Micelle and Nanocluster Formation
• Identified stable nanoclusters at lower NaCl concentrations, transitioning to larger assemblies with increasing ionic strength, ultimately resulting in macroscopic condensates.
• Characterized micellar assemblies and nanoclusters, providing detailed insights into early-stage LLPS.
Material Properties of Condensates
• Demonstrated differences in translational dynamics and material properties between WT and mutant α-Syn condensates.
• Highlighted distinct viscosity differences, with truncated variants forming more viscous, gel-like condensates.
Amyloid Fibril Formation
• Showed rapid amyloid aggregation for truncated mutants under phase-separating conditions.
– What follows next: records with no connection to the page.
//! Shared utilities for integration tests.

use std::net::SocketAddr;
use std::time::Duration;

use sand_http::{HttpConfig, HttpGrain, HttpGrainBuilder};
use tokio::io::{AsyncReadExt, AsyncWriteExt};
use tokio::net::TcpStream;

/// Config bound to an ephemeral loopback port.
pub fn local_config() -> HttpConfig {
    let mut config = HttpConfig::new(0);
    config.host = "127.0.0.1".to_string();
    config
}

/// Build, init and start a grain. Returns it with its bound address.
pub async fn start(builder: HttpGrainBuilder) -> (HttpGrain, SocketAddr) {
    let mut grain = builder.build();
    grain.init().expect("init failed");
    let addr = grain.start().await.expect("start failed");
    (grain, addr)
}

/// HTTP client that never reuses connections.
#[allow(dead_code)]
pub fn client() -> reqwest::Client {
    reqwest::Client::builder()
        .pool_max_idle_per_host(0)
        .timeout(Duration::from_secs(5))
        .build()
        .unwrap()
}

/// Send one raw HTTP/1.1 request on `stream` and read its response.
#[allow(dead_code)]
pub async fn roundtrip(stream: &mut TcpStream, request: &str) -> String {
    stream.write_all(request.as_bytes()).await.unwrap();
    read_response(stream).await
}

/// Read one response head and its `content-length` delimited body.
#[allow(dead_code)]
pub async fn read_response(stream: &mut TcpStream) -> String {
    let mut buf = Vec::new();
    let mut chunk = [0u8; 1024];
    loop {
        let n = tokio::time::timeout(Duration::from_secs(5), stream.read(&mut chunk))
            .await
            .expect("response timed out")
            .unwrap();
        assert!(n > 0, "connection closed before a full response");
        buf.extend_from_slice(&chunk[..n]);

        let text = String::from_utf8_lossy(&buf);
        if let Some(head_end) = text.find("\r\n\r\n") {
            let length = text[..head_end]
                .lines()
                .find_map(|line| {
                    let (name, value) = line.split_once(':')?;
                    name.eq_ignore_ascii_case("content-length")
                        .then(|| value.trim().parse::<usize>().ok())
                        .flatten()
                })
                .unwrap_or(0);
            if buf.len() >= head_end + 4 + length {
                return text.into_owned();
            }
        }
    }
}
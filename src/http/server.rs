//! The HTTP grain: lifecycle manager for one HTTP server.
//!
//! # Responsibilities
//! - Own the configuration, hooks, collaborators and event hub
//! - `init`: assemble the pipeline and freeze it into an [`AppService`]
//! - `start`: bind the listener and serve connections
//! - `shutdown`: close the listener and let open connections drain
//!
//! # Design Decisions
//! - Lifecycle state only moves forward; calling an operation in the wrong
//!   state is an [`HttpError::InvalidState`], except `shutdown` without a
//!   running server, which is a no-op
//! - A failed pipeline assembly leaves the grain `Failed`; a configuration
//!   rejected before assembly leaves it `Uninitialized`
//! - `kill` force-closes tracked connections but is never called by
//!   `shutdown`

use std::net::SocketAddr;
use std::sync::Arc;

use axum::BoxError;
use tokio::sync::broadcast;

use crate::config::HttpConfig;
use crate::error::HttpError;
use crate::http::pipeline::{self, Collaborators, Hooks};
use crate::http::router::RouteRegistrar;
use crate::http::{App, AppService};
use crate::lifecycle::{Events, LifecycleEvent, LifecycleState};
use crate::middleware::{ImageNegotiator, Profiler, SessionRegistrar, StaticAssets};
use crate::net::{ConnectionTracker, Listener, ServerHandle};
use crate::view::ViewEngine;

/// Identity of a grain, handed to route registrars.
#[derive(Debug, Clone)]
pub struct GrainInfo {
    name: String,
    version: String,
    config: Arc<HttpConfig>,
}

impl GrainInfo {
    pub fn new(name: impl Into<String>, version: impl Into<String>, config: HttpConfig) -> Self {
        Self {
            name: name.into(),
            version: version.into(),
            config: Arc::new(config),
        }
    }

    pub fn name(&self) -> &str {
        &self.name
    }

    /// Version advertised in `X-Powered-By`.
    pub fn version(&self) -> &str {
        &self.version
    }

    pub fn config(&self) -> &HttpConfig {
        &self.config
    }
}

/// Builder for [`HttpGrain`].
pub struct HttpGrainBuilder {
    config: HttpConfig,
    name: String,
    version: String,
    hooks: Hooks,
    collaborators: Collaborators,
    events: Events,
}

impl HttpGrainBuilder {
    pub fn name(mut self, name: impl Into<String>) -> Self {
        self.name = name.into();
        self
    }

    pub fn version(mut self, version: impl Into<String>) -> Self {
        self.version = version.into();
        self
    }

    /// Hook run with the application handle before any built-in unit.
    pub fn before_all_middleware<F>(mut self, hook: F) -> Self
    where
        F: FnOnce(&mut App) -> Result<(), BoxError> + Send + 'static,
    {
        self.hooks.before_all_middleware = Some(Box::new(hook));
        self
    }

    /// Hook run after the body parsers.
    pub fn before_middleware<F>(mut self, hook: F) -> Self
    where
        F: FnOnce(&mut App) -> Result<(), BoxError> + Send + 'static,
    {
        self.hooks.before_middleware = Some(Box::new(hook));
        self
    }

    /// Hook run after `before_middleware` and before `router:before`.
    pub fn before_router_middleware<F>(mut self, hook: F) -> Self
    where
        F: FnOnce(&mut App) -> Result<(), BoxError> + Send + 'static,
    {
        self.hooks.before_router_middleware = Some(Box::new(hook));
        self
    }

    /// Listener run with the application handle on `router:before`.
    pub fn on_router_before<F>(mut self, listener: F) -> Self
    where
        F: FnMut(&mut App) -> Result<(), BoxError> + Send + 'static,
    {
        self.events.on_router_before(Box::new(listener));
        self
    }

    pub fn profiler(mut self, profiler: Arc<dyn Profiler>) -> Self {
        self.collaborators.profiler = Some(profiler);
        self
    }

    pub fn static_assets(mut self, assets: Arc<dyn StaticAssets>) -> Self {
        self.collaborators.static_assets = Some(assets);
        self
    }

    pub fn sessions(mut self, sessions: Arc<dyn SessionRegistrar>) -> Self {
        self.collaborators.sessions = sessions;
        self
    }

    pub fn image_negotiator(mut self, negotiator: Arc<dyn ImageNegotiator>) -> Self {
        self.collaborators.images = negotiator;
        self
    }

    pub fn view_engine(mut self, engine: Arc<dyn ViewEngine>) -> Self {
        self.collaborators.views = Some(engine);
        self
    }

    pub fn routes(mut self, routes: impl RouteRegistrar) -> Self {
        self.collaborators.routes = Arc::new(routes);
        self
    }

    pub fn build(self) -> HttpGrain {
        HttpGrain {
            info: GrainInfo::new(self.name, self.version, self.config),
            state: LifecycleState::Uninitialized,
            hooks: self.hooks,
            collaborators: self.collaborators,
            events: self.events,
            service: None,
            server: None,
            tracker: ConnectionTracker::new(),
        }
    }
}

/// An HTTP server with a fixed middleware pipeline and a forward-only
/// lifecycle.
pub struct HttpGrain {
    info: GrainInfo,
    state: LifecycleState,
    hooks: Hooks,
    collaborators: Collaborators,
    events: Events,
    service: Option<AppService>,
    server: Option<ServerHandle>,
    tracker: ConnectionTracker,
}

impl HttpGrain {
    pub fn builder(config: HttpConfig) -> HttpGrainBuilder {
        HttpGrainBuilder {
            config,
            name: "http".to_string(),
            version: env!("CARGO_PKG_VERSION").to_string(),
            hooks: Hooks::default(),
            collaborators: Collaborators::default(),
            events: Events::new(),
        }
    }

    /// A grain with default collaborators and no routes.
    pub fn new(config: HttpConfig) -> Self {
        Self::builder(config).build()
    }

    pub fn info(&self) -> &GrainInfo {
        &self.info
    }

    pub fn config(&self) -> &HttpConfig {
        self.info.config()
    }

    pub fn state(&self) -> LifecycleState {
        self.state
    }

    /// Subscribe to lifecycle events.
    pub fn subscribe(&self) -> broadcast::Receiver<LifecycleEvent> {
        self.events.subscribe()
    }

    /// Register a `router:before` listener. Only useful before `init`.
    pub fn on_router_before<F>(&mut self, listener: F)
    where
        F: FnMut(&mut App) -> Result<(), BoxError> + Send + 'static,
    {
        self.events.on_router_before(Box::new(listener));
    }

    /// The frozen pipeline, once initialized.
    pub fn service(&self) -> Option<AppService> {
        self.service.clone()
    }

    /// Address the listener is bound to while listening.
    pub fn local_addr(&self) -> Option<SocketAddr> {
        self.server.as_ref().map(ServerHandle::local_addr)
    }

    pub fn connections(&self) -> &ConnectionTracker {
        &self.tracker
    }

    pub fn open_connections(&self) -> usize {
        self.tracker.active_count()
    }

    /// Requests still being served, across all connections.
    pub fn in_flight_requests(&self) -> usize {
        self.tracker.in_flight()
    }

    /// Validate the configuration and assemble the request pipeline.
    pub fn init(&mut self) -> Result<(), HttpError> {
        self.state.expect(LifecycleState::Uninitialized, "init")?;
        self.info.config().validate()?;

        let app = pipeline::assemble(
            &self.info,
            &mut self.hooks,
            &self.collaborators,
            &mut self.events,
        );
        let app = match app {
            Ok(app) => app,
            Err(e) => {
                tracing::error!(grain = %self.info.name(), error = %e, "HTTP pipeline failed");
                self.state.advance(LifecycleState::Failed);
                return Err(e);
            }
        };
        self.service = Some(app.into_service());
        self.state.advance(LifecycleState::Initialized);

        tracing::info!(grain = %self.info.name(), "HTTP pipeline initialized");
        Ok(())
    }

    /// Bind the listener and start serving. Returns the bound address.
    pub async fn start(&mut self) -> Result<SocketAddr, HttpError> {
        self.state.expect(LifecycleState::Initialized, "start")?;
        let Some(service) = self.service.clone() else {
            return Err(HttpError::InvalidState {
                operation: "start",
                state: self.state,
            });
        };

        let address = self.info.config().bind_address();
        let bind_error = |source| HttpError::Bind {
            address: address.clone(),
            source,
        };
        let listener = Listener::bind(&address, self.info.config().max_connections)
            .await
            .map_err(bind_error)?;
        let server =
            ServerHandle::spawn(listener, service, self.tracker.clone()).map_err(bind_error)?;
        let local_addr = server.local_addr();

        self.server = Some(server);
        self.state.advance(LifecycleState::Listening);

        tracing::info!(
            port = local_addr.port(),
            address = %local_addr,
            "Listening on {}",
            local_addr.port()
        );
        self.events.emit(LifecycleEvent::Listening(local_addr));
        Ok(local_addr)
    }

    /// Close the listener. Open connections keep running until they finish.
    ///
    /// Without a running server this is a no-op.
    pub async fn shutdown(&mut self) -> Result<(), HttpError> {
        let Some(server) = self.server.take() else {
            tracing::debug!(state = %self.state, "shutdown without a running server");
            return Ok(());
        };

        self.state.advance(LifecycleState::ShuttingDown);
        self.events.emit(LifecycleEvent::ShuttingDown);

        server.close().await;

        self.state.advance(LifecycleState::Stopped);
        self.events.emit(LifecycleEvent::Stopped);
        tracing::info!(
            open_connections = self.tracker.active_count(),
            in_flight_requests = self.tracker.in_flight(),
            "HTTP server stopped accepting connections"
        );
        Ok(())
    }

    /// Force-close every open connection. Returns how many were closed.
    pub fn kill(&self) -> usize {
        self.tracker.kill()
    }
}

impl std::fmt::Debug for HttpGrain {
    fn fmt(&self, f: &mut std::fmt::Formatter<'_>) -> std::fmt::Result {
        f.debug_struct("HttpGrain")
            .field("info", &self.info)
            .field("state", &self.state)
            .field("hooks", &self.hooks)
            .field("local_addr", &self.local_addr())
            .finish_non_exhaustive()
    }
}

#[cfg(test)]
mod tests {
    use super::*;

    fn local(port: u16) -> HttpConfig {
        let mut config = HttpConfig::new(port);
        config.host = "127.0.0.1".into();
        config
    }

    #[tokio::test]
    async fn full_lifecycle() {
        let mut grain = HttpGrain::new(local(0));
        let mut events = grain.subscribe();
        assert_eq!(grain.state(), LifecycleState::Uninitialized);

        grain.init().unwrap();
        assert_eq!(grain.state(), LifecycleState::Initialized);
        assert_eq!(events.recv().await.unwrap(), LifecycleEvent::RouterBefore);

        let addr = grain.start().await.unwrap();
        assert_ne!(addr.port(), 0);
        assert_eq!(grain.local_addr(), Some(addr));
        assert_eq!(events.recv().await.unwrap(), LifecycleEvent::Listening(addr));

        grain.shutdown().await.unwrap();
        assert_eq!(grain.state(), LifecycleState::Stopped);
        assert_eq!(events.recv().await.unwrap(), LifecycleEvent::ShuttingDown);
        assert_eq!(events.recv().await.unwrap(), LifecycleEvent::Stopped);
        assert!(grain.local_addr().is_none());
    }

    #[tokio::test]
    async fn shutdown_before_start_is_a_no_op() {
        let mut grain = HttpGrain::new(local(0));
        grain.shutdown().await.unwrap();
        assert_eq!(grain.state(), LifecycleState::Uninitialized);

        grain.init().unwrap();
        grain.shutdown().await.unwrap();
        assert_eq!(grain.state(), LifecycleState::Initialized);
    }

    #[tokio::test]
    async fn operations_out_of_order_are_rejected() {
        let mut grain = HttpGrain::new(local(0));
        assert!(matches!(
            grain.start().await,
            Err(HttpError::InvalidState { operation: "start", .. })
        ));

        grain.init().unwrap();
        assert!(matches!(
            grain.init(),
            Err(HttpError::InvalidState { operation: "init", .. })
        ));
    }

    #[tokio::test]
    async fn bind_failure_is_returned_from_start() {
        let taken = std::net::TcpListener::bind("127.0.0.1:0").unwrap();
        let port = taken.local_addr().unwrap().port();

        let mut grain = HttpGrain::new(local(port));
        grain.init().unwrap();
        let err = grain.start().await.unwrap_err();
        assert!(matches!(err, HttpError::Bind { .. }));
        assert_eq!(grain.state(), LifecycleState::Initialized);
    }

    #[test]
    fn failed_init_cannot_be_retried() {
        let mut grain = HttpGrain::builder(local(0))
            .before_all_middleware(|_| Ok(()))
            .before_middleware(|_| Err("not today".into()))
            .build();

        assert!(matches!(grain.init(), Err(HttpError::Hook { .. })));
        assert_eq!(grain.state(), LifecycleState::Failed);
        assert!(matches!(
            grain.init(),
            Err(HttpError::InvalidState {
                operation: "init",
                state: LifecycleState::Failed,
            })
        ));
        assert!(grain.service().is_none());
    }

    #[test]
    fn invalid_config_fails_init() {
        let mut config = local(0);
        config.host = "not-an-ip".into();
        let mut grain = HttpGrain::new(config);
        assert!(matches!(grain.init(), Err(HttpError::Config(_))));
        assert_eq!(grain.state(), LifecycleState::Uninitialized);
    }
}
• Compared the concentration of amyloid fibrils within condensates, revealing familial mutants with higher fibril concentrations than WT.
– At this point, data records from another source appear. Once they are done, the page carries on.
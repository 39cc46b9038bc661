//! Request-time logger.
//!
//! Wraps everything attached after it and logs one line per request with
//! the elapsed wall-clock time. Also feeds the request metrics.

use std::time::Instant;

use axum::{
    extract::Request,
    middleware::{self, Next},
    response::Response,
};

use crate::http::App;
use crate::observability::metrics;

pub fn attach(app: &mut App) {
    app.use_layer("log_request_time", middleware::from_fn(log_request_time));
}

async fn log_request_time(request: Request, next: Next) -> Response {
    let start = Instant::now();
    let method = request.method().clone();
    let path = request.uri().path().to_owned();

    let response = next.run(request).await;

    let status = response.status();
    let elapsed = start.elapsed();
    tracing::info!(
        method = %method,
        path = %path,
        status = status.as_u16(),
        elapsed_ms = elapsed.as_secs_f64() * 1000.0,
        "{} {} {} - {:.3} ms",
        method,
        path,
        status.as_u16(),
        elapsed.as_secs_f64() * 1000.0,
    );
    metrics::record_request(method.as_str(), status.as_u16(), elapsed);

    response
}

#[cfg(test)]
mod tests {
    use super::*;
    use axum::{body::Body, http::StatusCode, routing::get, Router};
    use tower::ServiceExt;

    #[tokio::test]
    async fn passes_response_through() {
        let mut app = App::new();
        attach(&mut app);
        app.mount(Router::new().route("/", get(|| async { (StatusCode::CREATED, "made") })));

        let response = app
            .into_service()
            .oneshot(Request::builder().uri("/").body(Body::empty()).unwrap())
            .await
            .unwrap();
        assert_eq!(response.status(), StatusCode::CREATED);
    }
}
Key Needs for Further Uptake and Success:
1. Further Research
• Mechanistic Studies: Investigate molecular mechanisms driving phase separation and aggregation.
• Extended Mutational Analysis: Examine additional α-Syn mutations.
2. Demonstration
• In Vivo Validation: Confirm in vitro findings in cellular and animal models.
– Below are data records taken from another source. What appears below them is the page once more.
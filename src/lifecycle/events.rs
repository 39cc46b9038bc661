//! Lifecycle events observable by collaborators.
//!
//! Two channels:
//! - `router:before` listeners run synchronously with `&mut App`, so they can
//!   still attach middleware right before routes are registered.
//! - Every event is also broadcast as a [`LifecycleEvent`] for async observers.

use std::net::SocketAddr;

use axum::BoxError;
use tokio::sync::broadcast;

use crate::error::HttpError;
use crate::http::App;

/// Events emitted by the grain.
#[derive(Debug, Clone, PartialEq, Eq)]
pub enum LifecycleEvent {
    /// Fired just before the router is attached.
    RouterBefore,
    /// The listener is accepting connections on this address.
    Listening(SocketAddr),
    /// `shutdown` started closing the listener.
    ShuttingDown,
    /// The listener is closed.
    Stopped,
}

/// Listener invoked with the application handle on `router:before`.
pub type RouterBeforeListener = Box<dyn FnMut(&mut App) -> Result<(), BoxError> + Send>;

/// Event hub owned by the grain.
pub struct Events {
    tx: broadcast::Sender<LifecycleEvent>,
    router_before: Vec<RouterBeforeListener>,
}

impl Events {
    pub fn new() -> Self {
        let (tx, _) = broadcast::channel(16);
        Self {
            tx,
            router_before: Vec::new(),
        }
    }

    /// Subscribe to the broadcast stream of lifecycle events.
    pub fn subscribe(&self) -> broadcast::Receiver<LifecycleEvent> {
        self.tx.subscribe()
    }

    /// Register a synchronous `router:before` listener.
    pub fn on_router_before(&mut self, listener: RouterBeforeListener) {
        self.router_before.push(listener);
    }

    /// Run every `router:before` listener in registration order, then broadcast.
    pub(crate) fn emit_router_before(&mut self, app: &mut App) -> Result<(), HttpError> {
        for listener in &mut self.router_before {
            listener(app).map_err(|e| HttpError::hook("router:before listener", e))?;
        }
        self.emit(LifecycleEvent::RouterBefore);
        Ok(())
    }

    pub(crate) fn emit(&self, event: LifecycleEvent) {
        tracing::trace!(?event, "lifecycle event");
        // No subscribers is fine.
        let _ = self.tx.send(event);
    }
}

impl Default for Events {
    fn default() -> Self {
        Self::new()
    }
}

#[cfg(test)]
mod tests {
    use super::*;
    use tower::layer::util::Identity;

    #[tokio::test]
    async fn router_before_runs_listeners_then_broadcasts() {
        let mut events = Events::new();
        let mut rx = events.subscribe();
        events.on_router_before(Box::new(|app: &mut App| {
            app.use_layer("listener", Identity::new());
            Ok(())
        }));

        let mut app = App::new();
        events.emit_router_before(&mut app).unwrap();

        assert_eq!(app.attached(), vec!["listener"]);
        assert_eq!(rx.recv().await.unwrap(), LifecycleEvent::RouterBefore);
    }

    #[test]
    fn failing_listener_is_a_hook_error() {
        let mut events = Events::new();
        events.on_router_before(Box::new(|_: &mut App| -> Result<(), BoxError> {
            Err("nope".into())
        }));
        let err = events.emit_router_before(&mut App::new()).unwrap_err();
        assert!(matches!(err, HttpError::Hook { .. }));
    }
}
• Functional Assays: Assess the functional consequences of altered phase separation and aggregation.
3. Access to Markets and Finance
• Funding: Secure financial support for large-scale and translational research.
• Partnerships: Collaborate with pharmaceutical companies.
4. Commercialization
• Therapeutic Development: Develop compounds that modulate α-Syn phase behavior.
• Biomarker Discovery: Use phase separation characteristics as biomarkers for disease detection and monitoring.
5. IPR Support
• Patent Protection: Secure intellectual property rights.
• Licensing: Establish licensing agreements for commercial exploitation.
6. Internationalization
• Global Collaborations: Engage with international research communities.
7. Supportive Regulatory and Standardization Framework
• Regulatory Guidance: Develop guidelines for evaluating phase separation-modulating therapies.
• Standardization: Establish protocols for studying protein phase separation and aggregation.
Taken together. the research findings from SynDrops provide significant insights into the phase separation behavior and aggregation kinetics of α-synuclein (α-Syn), a key protein implicated in neurodegenerative diseases such as Parkinson's. Utilizing innovative techniques like Capflex, TDIPS, and mass photometry, the study reveals how pathological mutations and terminal truncations influence the thermodynamics and physical properties of α-Syn phase condensates. The results highlight the formation of stable molecular clusters and nanoclusters, as well as the transition to larger condensates and amyloid fibril formation. Moreover, the research identifies differences in material properties between wild-type and mutant α-Syn condensates, providing valuable insights into their potential role in disease progression. Overall, these findings significantly advance our understanding of protein phase behavior and offer promising avenues for therapeutic interventions in neurodegenerative disorders.